Bayern dürfe nicht vom CSU-Vorstand regiert werden, kritisiert Florian von Brunn

Angebahnt hat sich das freilich über Wochen. Mehrmals hatte Gesundheitsminister Klaus Holetschek (CSU) Bedenken angemeldet, man vermisse "Leitplanken" vom Bund zum Vollzug; ebenso Fortschritte bei der allgemeinen Impfpflicht - damit Beschäftigte im Gesundheitswesen nicht das Gefühl hätten, ein "Sonderopfer" zu erbringen. Holetschek sagte nun zur ganzen Debatte: "Es ist besser, Probleme zu benennen, als sie zu ignorieren. Genau das ist passiert." So wie in Regierungskreisen beteuert wird: "Es geht hier wirklich um die Sache, nicht um einen politischen Plan."

Die Landtagsgrünen warfen dem CSU-Chef dagegen Kalkül vor. "Herr Söder hat schon jetzt nur noch den Landtagswahlkampf im Kopf" und instrumentalisiere dafür die Impfpflicht, teilte die Gesundheitspolitikerin Christina Haubrich mit. Die AfD dagegen will auch das "Damoklesschwert" der Impfpflicht für alle vom Tisch haben, sagte ihr pflegepolitischer Sprecher Roland Magerl.

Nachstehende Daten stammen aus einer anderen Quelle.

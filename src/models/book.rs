//! Book (catalog entry) model and related types

use chrono::{DateTime, Utc};
use serde::{Deserialize, Serialize};
use sqlx::FromRow;
use utoipa::ToSchema;
use uuid::Uuid;

use crate::error::{AppError, AppResult};

/// Book record from database
#[derive(Debug, Clone, Serialize, Deserialize, FromRow, ToSchema)]
pub struct Book {
    pub id: Uuid,
    pub title: String,
    pub author: String,
    #[serde(rename = "ISBN")]
    pub isbn: String,
    pub details: Option<String>,
    pub image: Option<String>,
    #[serde(rename = "createdAt")]
    pub created_at: DateTime<Utc>,
    #[serde(rename = "updatedAt")]
    pub updated_at: DateTime<Utc>,
}

/// Book with its categories and rating summary, as served to clients
#[derive(Debug, Clone, Serialize, ToSchema)]
pub struct BookProfile {
    #[serde(flatten)]
    pub book: Book,
    pub categories: Vec<String>,
    /// Average rating, absent until the book is rated
    pub rating: Option<f64>,
    pub ratings_count: i64,
}

/// Create book request
#[derive(Debug, Deserialize, ToSchema)]
pub struct CreateBook {
    pub title: String,
    pub author: String,
    #[serde(rename = "ISBN")]
    pub isbn: String,
    pub details: Option<String>,
    pub image: Option<String>,
}

/// Update book request. The ISBN is immutable; absent fields keep their value.
#[derive(Debug, Default, Deserialize, ToSchema)]
pub struct UpdateBook {
    pub title: Option<String>,
    pub author: Option<String>,
    pub details: Option<String>,
    pub image: Option<String>,
    /// Re-run the external metadata lookup for missing details/image
    #[serde(default)]
    pub refresh_metadata: bool,
}

impl UpdateBook {
    /// The ISBN identifies a book and is never rewritten.
    pub fn check_shape(body: &serde_json::Value) -> AppResult<()> {
        if body.get("ISBN").is_some() || body.get("isbn").is_some() {
            return Err(AppError::Authorization("ISBN cannot be changed".to_string()));
        }
        Ok(())
    }
}

/// Values written by a book update
#[derive(Debug, Clone)]
pub struct BookChanges {
    pub title: String,
    pub author: String,
    pub details: Option<String>,
    pub image: Option<String>,
}

impl BookChanges {
    pub fn merge(current: &Book, update: &UpdateBook) -> Self {
        Self {
            title: update.title.clone().unwrap_or_else(|| current.title.clone()),
            author: update.author.clone().unwrap_or_else(|| current.author.clone()),
            details: update.details.clone().or_else(|| current.details.clone()),
            image: update.image.clone().or_else(|| current.image.clone()),
        }
    }
}

/// Gap-filling data from the external catalog. Titles are never taken from it.
#[derive(Debug, Clone, Default, PartialEq)]
pub struct BookMetadata {
    pub details: Option<String>,
    pub image: Option<String>,
}

/// Full-text search request
#[derive(Debug, Deserialize, ToSchema)]
pub struct SearchBooks {
    pub search: String,
}

/// Category membership row
#[derive(Debug, Clone, Serialize, Deserialize, FromRow, ToSchema)]
pub struct CategoryMembership {
    pub id: Uuid,
    pub category_name: String,
    pub book_id: Uuid,
    #[serde(rename = "createdAt")]
    pub created_at: DateTime<Utc>,
    #[serde(rename = "updatedAt")]
    pub updated_at: DateTime<Utc>,
}

/// Add/remove category request
#[derive(Debug, Deserialize, ToSchema)]
pub struct CategoryRequest {
    pub category_name: String,
}
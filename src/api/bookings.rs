//! Booking endpoints

use axum::{
    extract::{Path, Query, State},
    Json,
};
use serde::Serialize;
use utoipa::ToSchema;
use uuid::Uuid;

use crate::{
    error::{AppError, AppResult},
    models::booking::{Booking, BookingStatus, CreateBooking, SalesEntry, SalesReportQuery, UpdateBooking},
    validation::{self, rules},
    AppState,
};

use super::{Authenticated, JsonBody};

/// Response carrying the id of the created or updated booking
#[derive(Serialize, ToSchema)]
pub struct BookingIdResponse {
    pub message: String,
    pub booking: Uuid,
}

#[derive(Serialize, ToSchema)]
pub struct BookingsResponse {
    pub message: String,
    pub bookings: Vec<Booking>,
}

#[derive(Serialize, ToSchema)]
pub struct SalesReportResponse {
    pub message: String,
    pub books: Vec<SalesEntry>,
}

fn bookings_response(message: &str, bookings: Vec<Booking>) -> Json<BookingsResponse> {
    Json(BookingsResponse {
        message: message.to_string(),
        bookings,
    })
}

/// Book copies of a book. The booking always starts pending.
#[utoipa::path(
    post,
    path = "/books/{id}/bookings",
    tag = "bookings",
    security(("bearer_auth" = [])),
    params(
        ("id" = String, Path, description = "Book ID")
    ),
    request_body = CreateBooking,
    responses(
        (status = 200, description = "Booking created", body = BookingIdResponse),
        (status = 401, description = "Not authenticated"),
        (status = 404, description = "Book not found"),
        (status = 422, description = "Invalid input")
    )
)]
pub async fn create_booking(
    State(state): State<AppState>,
    Authenticated(session): Authenticated,
    Path(id): Path<String>,
    JsonBody(body): JsonBody,
) -> AppResult<Json<BookingIdResponse>> {
    let book_id = validation::parse_id(&id)?;
    let booking: CreateBooking = validation::validated(&[rules::quantity()], body)?;

    let id = state
        .services
        .bookings
        .create(&session, book_id, booking)
        .await?;

    Ok(Json(BookingIdResponse {
        message: "successfully completed booking".to_string(),
        booking: id,
    }))
}

/// Change the quantity or the status of a pending booking
#[utoipa::path(
    patch,
    path = "/books/bookings/{id}",
    tag = "bookings",
    security(("bearer_auth" = [])),
    params(
        ("id" = String, Path, description = "Booking ID")
    ),
    request_body = UpdateBooking,
    responses(
        (status = 200, description = "Booking updated", body = BookingIdResponse),
        (status = 403, description = "Forbidden change or booking no longer pending"),
        (status = 404, description = "Booking not found"),
        (status = 422, description = "Invalid input")
    )
)]
pub async fn update_booking(
    State(state): State<AppState>,
    Authenticated(session): Authenticated,
    Path(id): Path<String>,
    JsonBody(body): JsonBody,
) -> AppResult<Json<BookingIdResponse>> {
    UpdateBooking::check_shape(&body)?;
    let id = validation::parse_id(&id)?;

    let update: UpdateBooking = validation::validated(
        &[rules::quantity().optional(), rules::status().optional()],
        body,
    )?;

    let id = state.services.bookings.update(&session, id, update).await?;

    Ok(Json(BookingIdResponse {
        message: "successfully updated booking".to_string(),
        booking: id,
    }))
}

/// All bookings
#[utoipa::path(
    get,
    path = "/books/bookings",
    tag = "bookings",
    security(("bearer_auth" = [])),
    responses(
        (status = 200, description = "All bookings", body = BookingsResponse),
        (status = 403, description = "Moderators only")
    )
)]
pub async fn list_bookings(
    State(state): State<AppState>,
    Authenticated(session): Authenticated,
) -> AppResult<Json<BookingsResponse>> {
    let bookings = state.services.bookings.list_all(&session).await?;
    Ok(bookings_response("succesfully retrieved bookings", bookings))
}

/// Bookings with a given status
#[utoipa::path(
    get,
    path = "/books/bookings/{status}",
    tag = "bookings",
    security(("bearer_auth" = [])),
    params(
        ("status" = String, Path, description = "pending, approved or cancelled")
    ),
    responses(
        (status = 200, description = "Bookings with the status", body = BookingsResponse),
        (status = 403, description = "Moderators only"),
        (status = 422, description = "Unknown status")
    )
)]
pub async fn list_bookings_by_status(
    State(state): State<AppState>,
    Authenticated(session): Authenticated,
    Path(status): Path<String>,
) -> AppResult<Json<BookingsResponse>> {
    let status: BookingStatus = validation::parse_status(&status)?
        .parse()
        .map_err(AppError::Validation)?;

    let bookings = state
        .services
        .bookings
        .list_by_status(&session, status)
        .await?;
    Ok(bookings_response("succesfully retrieved bookings", bookings))
}

/// Bookings of the caller
#[utoipa::path(
    get,
    path = "/users/me/bookings",
    tag = "bookings",
    security(("bearer_auth" = [])),
    responses(
        (status = 200, description = "Caller bookings", body = BookingsResponse)
    )
)]
pub async fn my_bookings(
    State(state): State<AppState>,
    Authenticated(session): Authenticated,
) -> AppResult<Json<BookingsResponse>> {
    let bookings = state
        .services
        .bookings
        .list_by_user(&session, session.user_id)
        .await?;
    Ok(bookings_response("succesfully retrieved user bookings", bookings))
}

/// Bookings of a user
#[utoipa::path(
    get,
    path = "/users/{id}/bookings",
    tag = "bookings",
    security(("bearer_auth" = [])),
    params(
        ("id" = String, Path, description = "User ID")
    ),
    responses(
        (status = 200, description = "User bookings", body = BookingsResponse),
        (status = 403, description = "Not the user nor a moderator")
    )
)]
pub async fn user_bookings(
    State(state): State<AppState>,
    Authenticated(session): Authenticated,
    Path(id): Path<String>,
) -> AppResult<Json<BookingsResponse>> {
    let user_id = validation::parse_id(&id)?;

    let bookings = state
        .services
        .bookings
        .list_by_user(&session, user_id)
        .await?;
    Ok(bookings_response("succesfully retrieved user bookings", bookings))
}

/// Bookings of a book: all for moderators, the caller's own otherwise
#[utoipa::path(
    get,
    path = "/books/{id}/bookings",
    tag = "bookings",
    security(("bearer_auth" = [])),
    params(
        ("id" = String, Path, description = "Book ID")
    ),
    responses(
        (status = 200, description = "Bookings of the book", body = BookingsResponse),
        (status = 404, description = "Book not found")
    )
)]
pub async fn book_bookings(
    State(state): State<AppState>,
    Authenticated(session): Authenticated,
    Path(id): Path<String>,
) -> AppResult<Json<BookingsResponse>> {
    let book_id = validation::parse_id(&id)?;

    let bookings = state
        .services
        .bookings
        .list_by_book(&session, book_id)
        .await?;
    Ok(bookings_response("succesfully retrieved user bookings for book", bookings))
}

/// The caller's bookings of a book
#[utoipa::path(
    get,
    path = "/books/{id}/bookings/me",
    tag = "bookings",
    security(("bearer_auth" = [])),
    params(
        ("id" = String, Path, description = "Book ID")
    ),
    responses(
        (status = 200, description = "Caller bookings of the book", body = BookingsResponse),
        (status = 404, description = "Book not found")
    )
)]
pub async fn my_book_bookings(
    State(state): State<AppState>,
    Authenticated(session): Authenticated,
    Path(id): Path<String>,
) -> AppResult<Json<BookingsResponse>> {
    let book_id = validation::parse_id(&id)?;

    let bookings = state
        .services
        .bookings
        .list_mine_by_book(&session, book_id)
        .await?;
    Ok(bookings_response("succesfully retrieved user bookings for book", bookings))
}

/// Booked quantities per book between two dates
#[utoipa::path(
    get,
    path = "/books/report",
    tag = "bookings",
    security(("bearer_auth" = [])),
    params(SalesReportQuery),
    responses(
        (status = 200, description = "Sales report", body = SalesReportResponse),
        (status = 403, description = "Administrator only"),
        (status = 422, description = "Missing or invalid dates")
    )
)]
pub async fn sales_report(
    State(state): State<AppState>,
    Authenticated(session): Authenticated,
    Query(query): Query<SalesReportQuery>,
) -> AppResult<Json<SalesReportResponse>> {
    let books = state.services.bookings.sales_report(&session, &query).await?;
    Ok(Json(SalesReportResponse {
        message: "successfully retrieved report".to_string(),
        books,
    }))
}
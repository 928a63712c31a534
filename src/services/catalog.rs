//! Catalog management service: books, categories and search

use std::sync::Arc;

use uuid::Uuid;

use crate::{
    error::{AppError, AppResult},
    models::book::{Book, BookChanges, BookMetadata, BookProfile, CategoryMembership, CreateBook, UpdateBook},
    repository::Repository,
    services::metadata::MetadataLookup,
};

#[derive(Clone)]
pub struct CatalogService {
    repository: Repository,
    metadata: Option<Arc<dyn MetadataLookup>>,
}

impl CatalogService {
    pub fn new(repository: Repository, metadata: Option<Arc<dyn MetadataLookup>>) -> Self {
        Self {
            repository,
            metadata,
        }
    }

    /// Book with its categories and rating average
    pub async fn profile(&self, book: Book) -> AppResult<BookProfile> {
        let categories = self.repository.books.categories_of(book.id).await?;
        let summary = self.repository.ratings.summary(book.id).await?;

        Ok(BookProfile {
            book,
            categories,
            rating: summary.average,
            ratings_count: summary.count,
        })
    }

    pub async fn profiles(&self, books: Vec<Book>) -> AppResult<Vec<BookProfile>> {
        let mut profiles = Vec::with_capacity(books.len());
        for book in books {
            profiles.push(self.profile(book).await?);
        }
        Ok(profiles)
    }

    /// Profiles of `ids`, in the order given. Unknown ids are skipped.
    pub async fn profiles_by_ids(&self, ids: &[Uuid]) -> AppResult<Vec<BookProfile>> {
        let mut books = self.repository.books.get_many(ids).await?;
        books.sort_by_key(|b| ids.iter().position(|id| *id == b.id));
        self.profiles(books).await
    }

    pub async fn list(&self) -> AppResult<Vec<BookProfile>> {
        let books = self.repository.books.list().await?;
        self.profiles(books).await
    }

    pub async fn get(&self, id: Uuid) -> AppResult<BookProfile> {
        let book = self.repository.books.get_by_id(id).await?;
        self.profile(book).await
    }

    /// Fail with 404 unless the book exists
    pub async fn ensure_exists(&self, id: Uuid) -> AppResult<()> {
        if self.repository.books.exists(id).await? {
            Ok(())
        } else {
            Err(AppError::NotFound("book does not exist".to_string()))
        }
    }

    /// Add a book to the collection, completing missing details from the
    /// metadata lookup
    pub async fn create(&self, mut book: CreateBook) -> AppResult<Uuid> {
        if self.repository.books.isbn_exists(&book.isbn).await? {
            return Err(AppError::Conflict("book already in collection".to_string()));
        }

        if book.details.is_none() || book.image.is_none() {
            if let Some(found) = self.lookup_metadata(&book.isbn).await {
                apply_metadata(&mut book.details, found.details, false);
                apply_metadata(&mut book.image, found.image, false);
            }
        }

        let id = self.repository.books.create(&book).await?;
        tracing::info!(book_id = %id, isbn = %book.isbn, "book added");
        Ok(id)
    }

    /// Update a book. Fields supplied in `update` win over refreshed metadata.
    pub async fn update(&self, id: Uuid, update: UpdateBook) -> AppResult<Uuid> {
        let current = self.repository.books.get_by_id(id).await?;
        let mut changes = BookChanges::merge(&current, &update);

        if update.refresh_metadata {
            if let Some(found) = self.lookup_metadata(&current.isbn).await {
                apply_metadata(&mut changes.details, found.details, update.details.is_none());
                apply_metadata(&mut changes.image, found.image, update.image.is_none());
            }
        }

        self.repository.books.update(id, &changes).await
    }

    /// Full-text search; blank text matches nothing
    pub async fn search(&self, text: &str) -> AppResult<Vec<BookProfile>> {
        let text = text.trim();
        if text.is_empty() {
            return Ok(Vec::new());
        }

        let books = self.repository.books.search(text).await?;
        self.profiles(books).await
    }

    pub async fn category_names(&self) -> AppResult<Vec<String>> {
        self.repository.books.category_names().await
    }

    /// Profiles of the books in a category, by title
    pub async fn in_category(&self, category_name: &str) -> AppResult<Vec<BookProfile>> {
        let ids = self.repository.books.book_ids_in_category(category_name).await?;
        let mut books = self.repository.books.get_many(&ids).await?;
        books.sort_by(|a, b| a.title.cmp(&b.title));
        self.profiles(books).await
    }

    pub async fn add_category(&self, book_id: Uuid, category_name: &str) -> AppResult<CategoryMembership> {
        self.ensure_exists(book_id).await?;
        self.repository.books.add_membership(category_name, book_id).await
    }

    pub async fn remove_category(&self, book_id: Uuid, category_name: &str) -> AppResult<()> {
        self.ensure_exists(book_id).await?;

        let membership = self
            .repository
            .books
            .find_membership(category_name, book_id)
            .await?
            .ok_or_else(|| AppError::NotFound("book does not belong to this category".to_string()))?;

        self.repository.books.remove_membership(membership.id).await
    }

    /// Metadata for an ISBN; lookup failures are logged and ignored
    async fn lookup_metadata(&self, isbn: &str) -> Option<BookMetadata> {
        let lookup = self.metadata.as_ref()?;
        match lookup.lookup(isbn).await {
            Ok(found) => found,
            Err(e) => {
                tracing::warn!(%isbn, "metadata lookup failed: {}", e);
                None
            }
        }
    }
}

/// Store `found` into `target` when present, replacing an existing value
/// only if `overwrite` is set
fn apply_metadata(target: &mut Option<String>, found: Option<String>, overwrite: bool) {
    if found.is_some() && (overwrite || target.is_none()) {
        *target = found;
    }
}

SPD-Mann Brunn ist indes noch etwas aufgefallen: der Schwenk nach dem CSU-Vorstand, nicht nach dem Ministerrat mit den Freien Wählern oder über das Parlament: "Markus Söder interessiert sich inzwischen weder für Bundesgesetze, denen er selbst im Bundesrat zugestimmt hat, noch für den Landtag". Er lasse sich "seine populistischen Wenden" in der Parteiführung abnicken, meint Brunn. "Bayern darf aber nicht vom CSU-Vorstand regiert werden".